After the attempted closure of the station by the Students' Union, CJSW's management and membership had an up and down relationship with the SU. In March 1981, Bill Reynolds (Station Manager), Nick Diochnos (music director), and Grant Burns (News & Promotions director) headed down to Ottawa for the first annual National Campus and Community Radio conference hosted by CKCU FM at Carleton University. There, they learned the possibilities and requirements of campus radio (FM licences). This meeting ultimately led to the Stations' decision to request direct funding from the university's student body via a referendum question. The remainder of 1982 was hard-fought as the station worked to raise its on-campus profile as much as possible in anticipation of the vote. CJSW also made full use of its unique location in MacEwan Hall to broadcast via outdoor speakers and in the student pub - The Den. There were also live concerts from the third-floor ballroom, including the live airing of Iggy Pop's 11 November 1982 performance (with opening act Nash the Slash).

On 3 December 1982 the referendum was won by a 2:1 margin, and the levy of $2 per semester per full-time student commenced with the winter term.

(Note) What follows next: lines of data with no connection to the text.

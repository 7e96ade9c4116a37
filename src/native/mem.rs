//! In-memory collaborator: rasters and vector layers.
//!
//! This is the analog of the native library's MEM and Memory drivers. Data
//! lives in plain buffers; the invariants the bridge layer wraps are real,
//! though: band numbering is 1-based, and every layer carries exactly one
//! read cursor shared by all readers.

use super::{FieldDefn, FieldValue, GeometryType, NativeError, NativeGeometry, NativeResult};

// =============================================================================
// Raster
// =============================================================================

/// A single raster band: `f64` samples, row-major.
#[derive(Debug, Clone)]
pub struct MemBand {
    width: usize,
    height: usize,
    data: Vec<f64>,
    nodata: Option<f64>,
}

impl MemBand {
    fn new(width: usize, height: usize) -> Self {
        Self {
            width,
            height,
            data: vec![0.0; width * height],
            nodata: None,
        }
    }

    pub fn width(&self) -> usize {
        self.width
    }

    pub fn height(&self) -> usize {
        self.height
    }

    pub fn nodata(&self) -> Option<f64> {
        self.nodata
    }

    pub fn set_nodata(&mut self, nodata: Option<f64>) {
        self.nodata = nodata;
    }

    /// Sample at `(x, y)`. Callers must pass in-bounds coordinates.
    pub fn value(&self, x: usize, y: usize) -> f64 {
        self.data[y * self.width + x]
    }

    pub fn set_value(&mut self, x: usize, y: usize, v: f64) {
        self.data[y * self.width + x] = v;
    }

    fn check_window(&self, x: usize, y: usize, w: usize, h: usize) -> NativeResult<()> {
        if w == 0 || h == 0 {
            return Err(NativeError::illegal_arg("window must be non-empty"));
        }
        if x + w > self.width || y + h > self.height {
            return Err(NativeError::illegal_arg(format!(
                "window {}x{}+{}+{} exceeds band size {}x{}",
                w, h, x, y, self.width, self.height
            )));
        }
        Ok(())
    }

    /// Reads a window, row-major.
    pub fn read(&self, x: usize, y: usize, w: usize, h: usize) -> NativeResult<Vec<f64>> {
        self.check_window(x, y, w, h)?;
        let mut out = Vec::with_capacity(w * h);
        for yy in y..y + h {
            let start = yy * self.width + x;
            out.extend_from_slice(&self.data[start..start + w]);
        }
        Ok(out)
    }

    /// Writes a window, row-major. `values` must hold exactly `w * h` samples.
    pub fn write(&mut self, x: usize, y: usize, w: usize, h: usize, values: &[f64]) -> NativeResult<()> {
        self.check_window(x, y, w, h)?;
        if values.len() != w * h {
            return Err(NativeError::illegal_arg(format!(
                "expected {} samples, got {}",
                w * h,
                values.len()
            )));
        }
        for (row, chunk) in values.chunks_exact(w).enumerate() {
            let start = (y + row) * self.width + x;
            self.data[start..start + w].copy_from_slice(chunk);
        }
        Ok(())
    }

    pub fn fill(&mut self, value: f64) {
        self.data.fill(value);
    }

    /// Min/max over valid samples, `None` when every sample is nodata.
    pub fn value_range(&self) -> Option<(f64, f64)> {
        let mut range: Option<(f64, f64)> = None;
        for &v in &self.data {
            if Some(v) == self.nodata {
                continue;
            }
            range = Some(match range {
                None => (v, v),
                Some((lo, hi)) => (lo.min(v), hi.max(v)),
            });
        }
        range
    }
}

/// An in-memory raster dataset: one or more equally sized bands.
#[derive(Debug)]
pub struct MemRaster {
    width: usize,
    height: usize,
    bands: Vec<MemBand>,
}

impl MemRaster {
    pub fn new(width: usize, height: usize, band_count: usize) -> NativeResult<Self> {
        if width == 0 || height == 0 {
            return Err(NativeError::illegal_arg("raster dimensions must be non-zero"));
        }
        if band_count == 0 {
            return Err(NativeError::illegal_arg("raster needs at least one band"));
        }
        Ok(Self {
            width,
            height,
            bands: (0..band_count).map(|_| MemBand::new(width, height)).collect(),
        })
    }

    pub fn width(&self) -> usize {
        self.width
    }

    pub fn height(&self) -> usize {
        self.height
    }

    pub fn band_count(&self) -> usize {
        self.bands.len()
    }

    /// Band access. Numbering starts at 1, matching the native convention.
    pub fn band(&self, index: usize) -> NativeResult<&MemBand> {
        if index == 0 || index > self.bands.len() {
            return Err(NativeError::illegal_arg(format!(
                "band index {} out of range 1..={}",
                index,
                self.bands.len()
            )));
        }
        Ok(&self.bands[index - 1])
    }

    pub fn band_mut(&mut self, index: usize) -> NativeResult<&mut MemBand> {
        let count = self.bands.len();
        if index == 0 || index > count {
            return Err(NativeError::illegal_arg(format!(
                "band index {} out of range 1..={}",
                index, count
            )));
        }
        Ok(&mut self.bands[index - 1])
    }

    /// Appends a new zero-filled band, returning its 1-based index.
    pub fn add_band(&mut self) -> usize {
        self.bands.push(MemBand::new(self.width, self.height));
        self.bands.len()
    }
}

// =============================================================================
// Vector
// =============================================================================

/// A vector feature: fid, geometry, and field values in schema order.
#[derive(Debug, Clone)]
pub struct MemFeature {
    pub fid: usize,
    pub geometry: NativeGeometry,
    pub values: Vec<FieldValue>,
}

/// A vector layer with a single shared read cursor.
///
/// `reset_reading` / `next_feature` are the only read-position operations;
/// there is no random access through the cursor. Two readers advancing the
/// same layer observe one shared position.
#[derive(Debug)]
pub struct MemLayer {
    name: String,
    geometry_type: GeometryType,
    fields: Vec<FieldDefn>,
    features: Vec<MemFeature>,
    cursor: usize,
}

impl MemLayer {
    pub fn new(name: impl Into<String>, geometry_type: GeometryType) -> Self {
        Self {
            name: name.into(),
            geometry_type,
            fields: Vec::new(),
            features: Vec::new(),
            cursor: 0,
        }
    }

    pub fn name(&self) -> &str {
        &self.name
    }

    pub fn geometry_type(&self) -> GeometryType {
        self.geometry_type
    }

    pub fn fields(&self) -> &[FieldDefn] {
        &self.fields
    }

    pub fn field_index(&self, name: &str) -> Option<usize> {
        self.fields.iter().position(|f| f.name == name)
    }

    pub fn add_field(&mut self, defn: FieldDefn) -> NativeResult<()> {
        if self.field_index(&defn.name).is_some() {
            return Err(NativeError::illegal_arg(format!(
                "duplicate field name '{}'",
                defn.name
            )));
        }
        self.fields.push(defn);
        Ok(())
    }

    pub fn feature_count(&self) -> usize {
        self.features.len()
    }

    pub fn feature(&self, fid: usize) -> NativeResult<&MemFeature> {
        self.features
            .iter()
            .find(|f| f.fid == fid)
            .ok_or_else(|| NativeError::illegal_arg(format!("no feature with fid {}", fid)))
    }

    /// Appends a feature, returning its fid. `values` must match the schema.
    pub fn create_feature(
        &mut self,
        geometry: NativeGeometry,
        values: Vec<FieldValue>,
    ) -> NativeResult<usize> {
        if geometry.geometry_type() != self.geometry_type {
            return Err(NativeError::illegal_arg("geometry type does not match layer"));
        }
        if values.len() != self.fields.len() {
            return Err(NativeError::illegal_arg(format!(
                "expected {} field values, got {}",
                self.fields.len(),
                values.len()
            )));
        }
        let fid = self.features.len();
        self.features.push(MemFeature {
            fid,
            geometry,
            values,
        });
        Ok(fid)
    }

    /// Rewinds the shared read cursor to before the first feature.
    pub fn reset_reading(&mut self) {
        self.cursor = 0;
    }

    /// Advances the shared cursor, returning the next fid or `None` when
    /// exhausted.
    pub fn next_feature(&mut self) -> Option<usize> {
        let fid = self.features.get(self.cursor).map(|f| f.fid);
        if fid.is_some() {
            self.cursor += 1;
        }
        fid
    }
}

/// An in-memory vector dataset: an indexed list of layers.
#[derive(Debug, Default)]
pub struct MemVector {
    layers: Vec<MemLayer>,
}

impl MemVector {
    pub fn new() -> Self {
        Self::default()
    }

    pub fn layer_count(&self) -> usize {
        self.layers.len()
    }

    /// Layer access, 0-based.
    pub fn layer(&self, index: usize) -> NativeResult<&MemLayer> {
        self.layers
            .get(index)
            .ok_or_else(|| NativeError::illegal_arg(format!("layer index {} out of range", index)))
    }

    pub fn layer_mut(&mut self, index: usize) -> NativeResult<&mut MemLayer> {
        self.layers
            .get_mut(index)
            .ok_or_else(|| NativeError::illegal_arg(format!("layer index {} out of range", index)))
    }

    /// Appends a new empty layer, returning its index.
    pub fn create_layer(&mut self, name: impl Into<String>, geometry_type: GeometryType) -> usize {
        self.layers.push(MemLayer::new(name, geometry_type));
        self.layers.len() - 1
    }
}

#[cfg(test)]
mod tests {
    use super::*;
    use crate::native::FieldType;

    #[test]
    fn test_band_numbering_is_one_based() {
        let raster = MemRaster::new(4, 4, 2).unwrap();
        assert!(raster.band(0).is_err());
        assert!(raster.band(1).is_ok());
        assert!(raster.band(2).is_ok());
        assert!(raster.band(3).is_err());
    }

    #[test]
    fn test_band_window_io() {
        let mut raster = MemRaster::new(4, 3, 1).unwrap();
        let band = raster.band_mut(1).unwrap();
        band.write(1, 1, 2, 2, &[1.0, 2.0, 3.0, 4.0]).unwrap();
        assert_eq!(band.read(1, 1, 2, 2).unwrap(), vec![1.0, 2.0, 3.0, 4.0]);
        assert_eq!(band.value(2, 2), 4.0);
        assert!(band.read(3, 0, 2, 1).is_err());
        assert!(band.write(0, 0, 2, 1, &[1.0]).is_err());
    }

    #[test]
    fn test_layer_cursor_is_shared_and_rewindable() {
        let mut layer = MemLayer::new("l", GeometryType::LineString);
        for i in 0..3 {
            layer
                .create_feature(
                    NativeGeometry::LineString(vec![(0.0, i as f64), (1.0, i as f64)]),
                    vec![],
                )
                .unwrap();
        }
        assert_eq!(layer.next_feature(), Some(0));
        assert_eq!(layer.next_feature(), Some(1));
        layer.reset_reading();
        assert_eq!(layer.next_feature(), Some(0));
        assert_eq!(layer.next_feature(), Some(1));
        assert_eq!(layer.next_feature(), Some(2));
        assert_eq!(layer.next_feature(), None);
    }

    #[test]
    fn test_create_feature_validates_schema() {
        let mut layer = MemLayer::new("l", GeometryType::LineString);
        layer.add_field(FieldDefn::new("elev", FieldType::Real)).unwrap();
        let geom = NativeGeometry::LineString(vec![(0.0, 0.0), (1.0, 0.0)]);
        assert!(layer.create_feature(geom.clone(), vec![]).is_err());
        assert!(layer
            .create_feature(geom, vec![FieldValue::Real(1.0)])
            .is_ok());
    }
}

In August 1983, under station manager Grant Burns, CJSW incorporated as a non-profit society in the province of Alberta (as the University of Calgary Student Radio Society—UCSRS), and on 18 November 1983 filed its application with the CRTC for a Class A FM license. The license was granted by the CRTC on 6 September 1984, and CJSW officially became Calgary's 9th FM station on January 15, 1985, with the airing of the Talking Heads song "Once In A Lifetime". The new FM transmitter had been turned up for testing the week prior, and the first music aired was actually jazz, as the station's engineer at the time was also a CJSW jazz DJ. In addition to FM broadcast, the station continued to maintain its cable FM presence at .

===1986–2014===

In 2003, the CRTC approved an application by the station to move its transmitter from the SAIT tower at 1,900 Watts to a CBC tower at 4,000 Watts. Where once those in south Calgary had difficulty receiving the station, this upgrade improved coverage to encompass Okotoks, Airdrie, and Cochrane. During this period, the station's cable FM frequency was changed from to , which was used until 2013(?), when its cable FM transmission was discontinued.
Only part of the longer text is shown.